Listed entries:

__________________________________________________

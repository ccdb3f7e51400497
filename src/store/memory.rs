use std::collections::BTreeMap;
use std::ops::Bound;
use std::sync::Arc;

use async_trait::async_trait;
use chrono::Utc;
use tokio::sync::RwLock;

use super::{ParameterKind, ParameterPage, ParameterStore, PutParameter, StoreError, StoredParameter};

const DEFAULT_PAGE_SIZE: usize = 10;

#[derive(Debug, Clone)]
struct Entry {
    value: String,
    kind: ParameterKind,
    description: Option<String>,
    version: i64,
    last_modified: chrono::DateTime<Utc>,
}

/// In-process parameter store with the same paging and overwrite rules as
/// the remote one. Clones share the same underlying map.
#[derive(Debug, Clone)]
pub struct MemoryStore {
    entries: Arc<RwLock<BTreeMap<String, Entry>>>,
    page_size: usize,
    region: String,
    account: String,
}

impl Default for MemoryStore {
    fn default() -> Self {
        Self::new()
    }
}

impl MemoryStore {
    pub fn new() -> Self {
        Self {
            entries: Arc::new(RwLock::new(BTreeMap::new())),
            page_size: DEFAULT_PAGE_SIZE,
            region: "us-east-1".to_string(),
            account: "000000000000".to_string(),
        }
    }

    /// Page size used by `get_by_path` (minimum 1)
    pub fn with_page_size(mut self, page_size: usize) -> Self {
        self.page_size = page_size.max(1);
        self
    }

    pub fn with_region(mut self, region: impl Into<String>) -> Self {
        self.region = region.into();
        self
    }

    /// Raw value currently held at `name`, bypassing decryption rules
    pub async fn raw_value(&self, name: &str) -> Option<String> {
        self.entries.read().await.get(name).map(|e| e.value.clone())
    }

    /// Description stored alongside `name`
    pub async fn description(&self, name: &str) -> Option<String> {
        self.entries
            .read()
            .await
            .get(name)
            .and_then(|e| e.description.clone())
    }

    pub async fn len(&self) -> usize {
        self.entries.read().await.len()
    }

    pub async fn is_empty(&self) -> bool {
        self.entries.read().await.is_empty()
    }

    fn arn(&self, name: &str) -> String {
        format!("arn:aws:ssm:{}:{}:parameter{}", self.region, self.account, name)
    }

    fn materialize(&self, name: &str, entry: &Entry, with_decryption: bool) -> StoredParameter {
        let value = if entry.kind == ParameterKind::SecureString && !with_decryption {
            format!("encrypted:{}", hex::encode(entry.value.as_bytes()))
        } else {
            entry.value.clone()
        };
        StoredParameter {
            name: name.to_string(),
            value,
            kind: entry.kind,
            version: entry.version,
            last_modified: entry.last_modified,
            arn: self.arn(name),
        }
    }
}

fn validate_name(name: &str) -> Result<(), StoreError> {
    if !name.starts_with('/') || name.ends_with('/') || name.contains("//") {
        return Err(StoreError::Service {
            code: "ValidationException".to_string(),
            message: format!("Invalid parameter name: {}", name),
        });
    }
    Ok(())
}

#[async_trait]
impl ParameterStore for MemoryStore {
    async fn get(
        &self,
        name: &str,
        with_decryption: bool,
    ) -> Result<Option<StoredParameter>, StoreError> {
        let entries = self.entries.read().await;
        Ok(entries
            .get(name)
            .map(|entry| self.materialize(name, entry, with_decryption)))
    }

    async fn put(&self, parameter: PutParameter) -> Result<(), StoreError> {
        validate_name(&parameter.name)?;
        let mut entries = self.entries.write().await;
        let now = Utc::now();
        match entries.get_mut(&parameter.name) {
            Some(_) if !parameter.overwrite => {
                return Err(StoreError::AlreadyExists(parameter.name));
            }
            Some(entry) => {
                entry.value = parameter.value;
                entry.kind = parameter.kind;
                if parameter.description.is_some() {
                    entry.description = parameter.description;
                }
                entry.version += 1;
                entry.last_modified = now;
            }
            None => {
                entries.insert(
                    parameter.name,
                    Entry {
                        value: parameter.value,
                        kind: parameter.kind,
                        description: parameter.description,
                        version: 1,
                        last_modified: now,
                    },
                );
            }
        }
        Ok(())
    }

    async fn delete(&self, name: &str) -> Result<(), StoreError> {
        match self.entries.write().await.remove(name) {
            Some(_) => Ok(()),
            None => Err(StoreError::NotFound(name.to_string())),
        }
    }

    async fn get_by_path(
        &self,
        path: &str,
        recursive: bool,
        with_decryption: bool,
        next_token: Option<String>,
    ) -> Result<ParameterPage, StoreError> {
        let base = format!("{}/", path.trim_end_matches('/'));
        let entries = self.entries.read().await;

        let lower = match &next_token {
            Some(token) => Bound::Excluded(token.clone()),
            None => Bound::Included(base.clone()),
        };

        let mut parameters = Vec::new();
        let mut last_name = None;
        for (name, entry) in entries.range((lower, Bound::Unbounded)) {
            if !name.starts_with(&base) {
                break;
            }
            if !recursive && name[base.len()..].contains('/') {
                continue;
            }
            if parameters.len() == self.page_size {
                break;
            }
            parameters.push(self.materialize(name, entry, with_decryption));
            last_name = Some(name.clone());
        }

        // Only hand out a token when something matching remains past this page
        let next_token = match last_name {
            Some(last) if parameters.len() == self.page_size => {
                let more = entries
                    .range((Bound::Excluded(last.clone()), Bound::Unbounded))
                    .take_while(|(name, _)| name.starts_with(&base))
                    .any(|(name, _)| recursive || !name[base.len()..].contains('/'));
                more.then_some(last)
            }
            _ => None,
        };

        Ok(ParameterPage { parameters, next_token })
    }
}
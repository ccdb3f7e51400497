pub mod params;
pub mod users;

use crate::cli::client::ApiClient;
use crate::cli::utils::output_value;
use crate::cli::OutputFormat;

/// GET /health
pub async fn health(client: &ApiClient, output_format: OutputFormat) -> anyhow::Result<()> {
    let value = client.get(&["health"]).await?;
    match output_format {
        OutputFormat::Json => output_value(&output_format, &value),
        OutputFormat::Text => {
            println!(
                "{}: {} ({})",
                client.base(),
                value["status"].as_str().unwrap_or("unknown"),
                value["timestamp"].as_str().unwrap_or("-")
            );
            Ok(())
        }
    }
}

__________________________________________________

What you should do: Nothing should be left out when the listing is retyped exactly.

Solution to this exercise:
repository ccdb3f7e51400497
filename src/store/memory.rs
use std::collections::BTreeMap;
use std::ops::Bound;
use std::sync::Arc;

use async_trait::async_trait;
use chrono::Utc;
use tokio::sync::RwLock;

use super::{ParameterKind, ParameterPage, ParameterStore, PutParameter, StoreError, StoredParameter};

const DEFAULT_PAGE_SIZE: usize = 10;

#[derive(Debug, Clone)]
struct Entry {
    value: String,
    kind: ParameterKind,
    description: Option<String>,
    version: i64,
    last_modified: chrono::DateTime<Utc>,
}

/// In-process parameter store with the same paging and overwrite rules as
/// the remote one. Clones share the same underlying map.
#[derive(Debug, Clone)]
pub struct MemoryStore {
    entries: Arc<RwLock<BTreeMap<String, Entry>>>,
    page_size: usize,
    region: String,
    account: String,
}

impl Default for MemoryStore {
    fn default() -> Self {
        Self::new()
    }
}

impl MemoryStore {
    pub fn new() -> Self {
        Self {
            entries: Arc::new(RwLock::new(BTreeMap::new())),
            page_size: DEFAULT_PAGE_SIZE,
            region: "us-east-1".to_string(),
            account: "000000000000".to_string(),
        }
    }

    /// Page size used by `get_by_path` (minimum 1)
    pub fn with_page_size(mut self, page_size: usize) -> Self {
        self.page_size = page_size.max(1);
        self
    }

    pub fn with_region(mut self, region: impl Into<String>) -> Self {
        self.region = region.into();
        self
    }

    /// Raw value currently held at `name`, bypassing decryption rules
    pub async fn raw_value(&self, name: &str) -> Option<String> {
        self.entries.read().await.get(name).map(|e| e.value.clone())
    }

    /// Description stored alongside `name`
    pub async fn description(&self, name: &str) -> Option<String> {
        self.entries
            .read()
            .await
            .get(name)
            .and_then(|e| e.description.clone())
    }

    pub async fn len(&self) -> usize {
        self.entries.read().await.len()
    }

    pub async fn is_empty(&self) -> bool {
        self.entries.read().await.is_empty()
    }

    fn arn(&self, name: &str) -> String {
        format!("arn:aws:ssm:{}:{}:parameter{}", self.region, self.account, name)
    }

    fn materialize(&self, name: &str, entry: &Entry, with_decryption: bool) -> StoredParameter {
        let value = if entry.kind == ParameterKind::SecureString && !with_decryption {
            format!("encrypted:{}", hex::encode(entry.value.as_bytes()))
        } else {
            entry.value.clone()
        };
        StoredParameter {
            name: name.to_string(),
            value,
            kind: entry.kind,
            version: entry.version,
            last_modified: entry.last_modified,
            arn: self.arn(name),
        }
    }
}

fn validate_name(name: &str) -> Result<(), StoreError> {
    if !name.starts_with('/') || name.ends_with('/') || name.contains("//") {
        return Err(StoreError::Service {
            code: "ValidationException".to_string(),
            message: format!("Invalid parameter name: {}", name),
        });
    }
    Ok(())
}

#[async_trait]
impl ParameterStore for MemoryStore {
    async fn get(
        &self,
        name: &str,
        with_decryption: bool,
    ) -> Result<Option<StoredParameter>, StoreError> {
        let entries = self.entries.read().await;
        Ok(entries
            .get(name)
            .map(|entry| self.materialize(name, entry, with_decryption)))
    }

    async fn put(&self, parameter: PutParameter) -> Result<(), StoreError> {
        validate_name(&parameter.name)?;
        let mut entries = self.entries.write().await;
        let now = Utc::now();
        match entries.get_mut(&parameter.name) {
            Some(_) if !parameter.overwrite => {
                return Err(StoreError::AlreadyExists(parameter.name));
            }
            Some(entry) => {
                entry.value = parameter.value;
                entry.kind = parameter.kind;
                if parameter.description.is_some() {
                    entry.description = parameter.description;
                }
                entry.version += 1;
                entry.last_modified = now;
            }
            None => {
                entries.insert(
                    parameter.name,
                    Entry {
                        value: parameter.value,
                        kind: parameter.kind,
                        description: parameter.description,
                        version: 1,
                        last_modified: now,
                    },
                );
            }
        }
        Ok(())
    }

    async fn delete(&self, name: &str) -> Result<(), StoreError> {
        match self.entries.write().await.remove(name) {
            Some(_) => Ok(()),
            None => Err(StoreError::NotFound(name.to_string())),
        }
    }

    async fn get_by_path(
        &self,
        path: &str,
        recursive: bool,
        with_decryption: bool,
        next_token: Option<String>,
    ) -> Result<ParameterPage, StoreError> {
        let base = format!("{}/", path.trim_end_matches('/'));
        let entries = self.entries.read().await;

        let lower = match &next_token {
            Some(token) => Bound::Excluded(token.clone()),
            None => Bound::Included(base.clone()),
        };

        let mut parameters = Vec::new();
        let mut last_name = None;
        for (name, entry) in entries.range((lower, Bound::Unbounded)) {
            if !name.starts_with(&base) {
                break;
            }
            if !recursive && name[base.len()..].contains('/') {
                continue;
            }
            if parameters.len() == self.page_size {
                break;
            }
            parameters.push(self.materialize(name, entry, with_decryption));
            last_name = Some(name.clone());
        }

        // Only hand out a token when something matching remains past this page
        let next_token = match last_name {
            Some(last) if parameters.len() == self.page_size => {
                let more = entries
                    .range((Bound::Excluded(last.clone()), Bound::Unbounded))
                    .take_while(|(name, _)| name.starts_with(&base))
                    .any(|(name, _)| recursive || !name[base.len()..].contains('/'));
                more.then_some(last)
            }
            _ => None,
        };

        Ok(ParameterPage { parameters, next_token })
    }
}
repository ccdb3f7e51400497
pub mod params;
pub mod users;

use crate::cli::client::ApiClient;
use crate::cli::utils::output_value;
use crate::cli::OutputFormat;

/// GET /health
pub async fn health(client: &ApiClient, output_format: OutputFormat) -> anyhow::Result<()> {
    let value = client.get(&["health"]).await?;
    match output_format {
        OutputFormat::Json => output_value(&output_format, &value),
        OutputFormat::Text => {
            println!(
                "{}: {} ({})",
                client.base(),
                value["status"].as_str().unwrap_or("unknown"),
                value["timestamp"].as_str().unwrap_or("-")
            );
            Ok(())
        }
    }
}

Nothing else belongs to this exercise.